Julius Robson, wireless technology consultant at Cambridge Broadband Networks, thinks both technologies face challenges in terms of site acquisition and managing the costs of their deployment.
‘Having bulk deals with authorities is definitely the preference,’ he says. ‘That’s the theory, but if you look at the O2 trial in London it had to end up filling out a form for each site. There’s a lot of thought going in now about how they’re going to do this efficiently. They might effectively have a middleman that acquires sites, then there’s the question of having multiple operators sharing sites – councils won’t be happy with having three different operators wanting to install a small cell at a site. One operator will be forced to share.’
Frank Oehler, vice president of sales at Ubidyne, explains the problems deployment of each technology may encounter. ‘It is quite a different planning activity between the two and it is very interesting to see how the American operators are approaching DAS and small cells,’ he says.
‘There are buildings that AT&T chooses to take over such as football stadiums in which it uses dedicated indoor planning tools. For small cells the problems are different. Small cell output is fairly low so you need multiples of that which results in a disaster in site acquisition terms. Once you’ve done all the negotiations to get all the lamp posts, you then have to get access and electricity. Small cells will only have power when a lamp is switched on so the whole site acquisition and management is a problem,’ argues Oehler.
Sanyal agrees: ‘There are nine different types of lamp post in the London Borough of Kensington and Chelsea and they are in different colours. A small cell has to be the same shade as each at the time it is installed and you don’t have weeks to install it. You might be allowed just half a day or maybe only two hours in a busy street like Regent Street. If you’re doing that with fibre-optics you won’t get it installed in time.’
Third party providers are looking at becoming enablers of these technologies. Kevin Baughan, director of wireless at Virgin Media Business, agrees it’s a complex area. ‘It’s full of practical challenges,’ he says. ‘The theory is clear but it’s the practicalities that need to be overcome in power, sites and backhaul.
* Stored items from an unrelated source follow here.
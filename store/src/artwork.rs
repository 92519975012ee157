//! Cache storage trait and the upsert input type.

use serde::{Deserialize, Serialize};

use artchain_types::{ContentId, Timestamp};

use crate::record::{CacheRecord, SideChannel};
use crate::StoreError;

/// Default title when neither the caller nor an existing row provides one.
pub const DEFAULT_TITLE: &str = "Untitled";
/// Default artist/author placeholder.
pub const DEFAULT_AUTHOR: &str = "Unknown";

/// The full field set an upsert carries.
///
/// Ledger-confirmed fields (`validated`, `is_original`, `consensus_count`,
/// `required_validators`, `original_author`) always overwrite the cached row.
/// Presentation fields are `Option` — `None` preserves whatever the row
/// already holds, so a vote arriving over the legacy path does not erase a
/// title written at submission time.
#[derive(Clone, Debug, PartialEq, Serialize, Deserialize)]
pub struct ArtworkUpsert {
    pub content_id: ContentId,
    pub title: Option<String>,
    pub artist: Option<String>,
    pub original_author: Option<String>,
    pub is_original: bool,
    pub validated: bool,
    pub consensus_count: u32,
    pub required_validators: u32,
    pub side_channel: Option<SideChannel>,
    /// Local clock reading for created_at/updated_at bookkeeping.
    pub now: Timestamp,
}

impl ArtworkUpsert {
    /// Compute the row that should exist after this upsert.
    ///
    /// Pure create-or-update semantics, shared by every backend so that the
    /// same inputs always produce byte-identical rows regardless of storage
    /// engine. Idempotent: applying the same upsert to its own output changes
    /// nothing but `updated_at`, and not even that when `now` is equal.
    pub fn apply_to(&self, existing: Option<CacheRecord>) -> CacheRecord {
        match existing {
            None => CacheRecord {
                content_id: self.content_id,
                title: self.title.clone().unwrap_or_else(|| DEFAULT_TITLE.into()),
                artist: self.artist.clone().unwrap_or_else(|| DEFAULT_AUTHOR.into()),
                original_author: self
                    .original_author
                    .clone()
                    .unwrap_or_else(|| DEFAULT_AUTHOR.into()),
                is_original: self.is_original,
                validated: self.validated,
                consensus_count: self.consensus_count,
                required_validators: self.required_validators,
                side_channel: self.side_channel.as_ref().map(SideChannel::encode),
                created_at: self.now,
                updated_at: self.now,
            },
            Some(row) => CacheRecord {
                content_id: row.content_id,
                title: self.title.clone().unwrap_or(row.title),
                artist: self.artist.clone().unwrap_or(row.artist),
                original_author: self.original_author.clone().unwrap_or(row.original_author),
                is_original: self.is_original,
                validated: self.validated,
                consensus_count: self.consensus_count,
                required_validators: self.required_validators,
                side_channel: self
                    .side_channel
                    .as_ref()
                    .map(SideChannel::encode)
                    .or(row.side_channel),
                created_at: row.created_at,
                updated_at: self.now,
            },
        }
    }
}

/// Storage contract for the artwork cache.
///
/// `upsert` must be atomic — a single conditional write, not a read followed
/// by a separate write — so that two reconciliations racing on the same
/// content id cannot lose updates. Rows are never deleted by this subsystem.
pub trait ArtworkCacheStore: Send + Sync {
    /// Create-or-update the row keyed by `upsert.content_id`. Returns the row
    /// as stored.
    fn upsert(&self, upsert: &ArtworkUpsert) -> Result<CacheRecord, StoreError>;

    /// Fetch a single row.
    fn get(&self, content_id: &ContentId) -> Result<Option<CacheRecord>, StoreError>;

    /// All rows, newest creation first.
    fn list_newest_first(&self) -> Result<Vec<CacheRecord>, StoreError>;

    /// Number of cached rows.
    fn count(&self) -> Result<u64, StoreError>;
}

#[cfg(test)]
mod tests {
    use super::*;

    fn upsert_for(id: u8) -> ArtworkUpsert {
        ArtworkUpsert {
            content_id: ContentId::new([id; 32]),
            title: Some("Dusk".into()),
            artist: Some("Ada".into()),
            original_author: Some("Ada".into()),
            is_original: true,
            validated: false,
            consensus_count: 1,
            required_validators: 2,
            side_channel: None,
            now: Timestamp::new(1_000),
        }
    }

    #[test]
    fn create_seeds_all_fields() {
        let row = upsert_for(1).apply_to(None);
        assert_eq!(row.title, "Dusk");
        assert_eq!(row.consensus_count, 1);
        assert_eq!(row.created_at, Timestamp::new(1_000));
        assert_eq!(row.updated_at, Timestamp::new(1_000));
    }

    #[test]
    fn create_uses_placeholders_for_missing_presentation_fields() {
        let mut upsert = upsert_for(1);
        upsert.title = None;
        upsert.artist = None;
        upsert.original_author = None;
        let row = upsert.apply_to(None);
        assert_eq!(row.title, DEFAULT_TITLE);
        assert_eq!(row.artist, DEFAULT_AUTHOR);
        assert_eq!(row.original_author, DEFAULT_AUTHOR);
    }

    #[test]
    fn update_preserves_presentation_fields_when_absent() {
        let first = upsert_for(1).apply_to(None);

        let mut vote = upsert_for(1);
        vote.title = None;
        vote.artist = None;
        vote.original_author = Some("Beatrix".into());
        vote.consensus_count = 2;
        vote.validated = true;
        vote.now = Timestamp::new(2_000);

        let row = vote.apply_to(Some(first));
        assert_eq!(row.title, "Dusk");
        assert_eq!(row.artist, "Ada");
        assert_eq!(row.original_author, "Beatrix");
        assert_eq!(row.consensus_count, 2);
        assert!(row.validated);
        assert_eq!(row.created_at, Timestamp::new(1_000));
        assert_eq!(row.updated_at, Timestamp::new(2_000));
    }

    #[test]
    fn update_preserves_side_channel_when_absent() {
        let mut first = upsert_for(1);
        first.side_channel = Some(SideChannel {
            image_uris: vec!["ipfs://a".into()],
            ..SideChannel::default()
        });
        let seeded = first.apply_to(None);
        assert!(seeded.side_channel.is_some());

        let vote = upsert_for(1);
        let row = vote.apply_to(Some(seeded.clone()));
        assert_eq!(row.side_channel, seeded.side_channel);
    }

    #[test]
    fn reapplying_same_upsert_is_idempotent() {
        let upsert = upsert_for(1);
        let once = upsert.apply_to(None);
        let twice = upsert.apply_to(Some(once.clone()));
        assert_eq!(once, twice);
    }
}
//! Shared utilities for the ArtChain backend.

pub mod logging;

pub use logging::init_tracing;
Operators are still choosing very specific small cells that fit their architecture.’
Even so, on-the-ground deployment needn’t be complex. ‘Small cells can be deployed by unskilled people because there has been a real leap forward in self-optimising networks,’ says Robson. ‘The small cells hype today is about a whole bunch of things coming together. Backhaul technologies were the major concern a year ago for 50% of operators but it is no longer their key concern. Next up is the site issue. Small cells today are about 3G so, when you deploy at lamp posts you don’t want to go back within five years to upgrade to LTE.’
That’s part of the reason why third party providers are carefully considering their approaches to serving operators. ‘Each mobile operator is making very specific choices when it comes to small cells and therefore its much more straightforward to host whichever cell they choose,’ adds Baugham.
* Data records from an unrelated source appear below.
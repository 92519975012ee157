//! JSON-RPC transport for the ledger node, plus the confirmation-depth wait.

use std::sync::atomic::{AtomicU64, Ordering};
use std::time::{Duration, Instant};

use serde::de::DeserializeOwned;
use serde::{Deserialize, Serialize};
use serde_json::Value;

use artchain_types::U256;

use crate::wire::TxReceipt;
use crate::LedgerError;

/// Default timeout for a single RPC round trip.
const DEFAULT_TIMEOUT: Duration = Duration::from_secs(15);

/// Default connection timeout.
const DEFAULT_CONNECT_TIMEOUT: Duration = Duration::from_secs(5);

/// How long to wait for transaction finality and how deep "final" is.
///
/// A submission that is broadcast but not yet `depth` blocks deep is never
/// reported as committed; exceeding `timeout` surfaces as
/// [`LedgerError::ConfirmationTimeout`], a distinct error from plain
/// unavailability.
#[derive(Clone, Copy, Debug)]
pub struct ConfirmationPolicy {
    /// Number of confirmations (1 = mined in the current head block).
    pub depth: u64,
    /// Upper bound on the whole wait.
    pub timeout: Duration,
    /// Receipt polling cadence.
    pub poll_interval: Duration,
}

impl Default for ConfirmationPolicy {
    fn default() -> Self {
        Self {
            depth: 1,
            timeout: Duration::from_secs(90),
            poll_interval: Duration::from_secs(2),
        }
    }
}

#[derive(Serialize)]
struct RpcRequest<'a> {
    jsonrpc: &'static str,
    id: u64,
    method: &'a str,
    params: Value,
}

#[derive(Deserialize)]
struct RpcResponse<R> {
    result: Option<R>,
    error: Option<RpcErrorObject>,
}

#[derive(Deserialize)]
struct RpcErrorObject {
    #[allow(dead_code)]
    code: i64,
    message: String,
}

/// JSON-RPC 2.0 client over a pooled reqwest connection.
pub struct JsonRpcClient {
    http: reqwest::Client,
    endpoint: String,
    next_id: AtomicU64,
}

impl JsonRpcClient {
    pub fn new(endpoint: impl Into<String>) -> Self {
        Self::with_timeout(endpoint, DEFAULT_TIMEOUT)
    }

    pub fn with_timeout(endpoint: impl Into<String>, timeout: Duration) -> Self {
        let http = reqwest::Client::builder()
            .timeout(timeout)
            .connect_timeout(DEFAULT_CONNECT_TIMEOUT)
            .build()
            .unwrap_or_default();
        Self {
            http,
            endpoint: endpoint.into(),
            next_id: AtomicU64::new(1),
        }
    }

    pub fn endpoint(&self) -> &str {
        &self.endpoint
    }

    /// Perform one JSON-RPC call.
    ///
    /// Transport failures classify as [`LedgerError::Unavailable`]; an error
    /// object from the node classifies through
    /// [`LedgerError::from_rejection`] so revert reasons keep their meaning.
    pub async fn call<R: DeserializeOwned>(
        &self,
        method: &str,
        params: Value,
    ) -> Result<R, LedgerError> {
        let request = RpcRequest {
            jsonrpc: "2.0",
            id: self.next_id.fetch_add(1, Ordering::Relaxed),
            method,
            params,
        };

        let response = self
            .http
            .post(&self.endpoint)
            .json(&request)
            .send()
            .await
            .map_err(|e| {
                if e.is_timeout() {
                    LedgerError::Unavailable(format!("request timed out: {e}"))
                } else if e.is_connect() {
                    LedgerError::Unavailable(format!("connection failed: {e}"))
                } else {
                    LedgerError::Unavailable(e.to_string())
                }
            })?;

        if !response.status().is_success() {
            return Err(LedgerError::Unavailable(format!(
                "HTTP status {}",
                response.status()
            )));
        }

        let envelope: RpcResponse<Value> = response.json().await.map_err(|e| {
            LedgerError::InvalidResponse(format!("failed to parse RPC response: {e}"))
        })?;

        if let Some(err) = envelope.error {
            return Err(LedgerError::from_rejection(err.message));
        }

        // A null result is legitimate (pending receipt, unknown record), so
        // deserialize through Value rather than requiring presence.
        serde_json::from_value(envelope.result.unwrap_or(Value::Null))
            .map_err(|e| LedgerError::InvalidResponse(format!("unexpected result shape: {e}")))
    }

    /// Fetch a transaction receipt; `None` while the transaction is pending.
    pub async fn get_receipt(&self, tx_hash: &str) -> Result<Option<TxReceipt>, LedgerError> {
        self.call("art_getTransactionReceipt", serde_json::json!([tx_hash]))
            .await
    }

    /// Current head block number.
    pub async fn block_number(&self) -> Result<U256, LedgerError> {
        self.call("art_blockNumber", serde_json::json!([])).await
    }

    /// Block until `tx_hash` is `policy.depth` blocks deep, the transaction
    /// reverts, or the policy timeout elapses.
    pub async fn wait_for_confirmation(
        &self,
        tx_hash: &str,
        policy: &ConfirmationPolicy,
    ) -> Result<TxReceipt, LedgerError> {
        let started = Instant::now();
        loop {
            if let Some(receipt) = self.get_receipt(tx_hash).await? {
                if !receipt.succeeded() {
                    let reason = receipt
                        .revert_reason
                        .clone()
                        .unwrap_or_else(|| "transaction reverted".into());
                    return Err(LedgerError::from_rejection(reason));
                }

                let head = self.block_number().await?;
                let confirmations = head.saturating_sub(receipt.block_number) + U256::one();
                if confirmations >= U256::from(policy.depth) {
                    return Ok(receipt);
                }
            }

            if started.elapsed() >= policy.timeout {
                tracing::warn!(tx_hash, "transaction confirmation timed out");
                return Err(LedgerError::ConfirmationTimeout {
                    tx_hash: tx_hash.to_string(),
                    waited_secs: started.elapsed().as_secs(),
                });
            }

            tokio::time::sleep(policy.poll_interval).await;
        }
    }
}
‘That gives a clear demarcation – what we’re trying to do is add a pole and power and support and deal with the city [for site acquisition] and aggregate that into a package. The mobile operator is free to design and manage the cells.’
With a shortage of radio frequency experts already evident, being able to deploy without needing an expert is critical. ‘You don’t need to be a rocket scientist to install a small cell,’ points out Sanyal.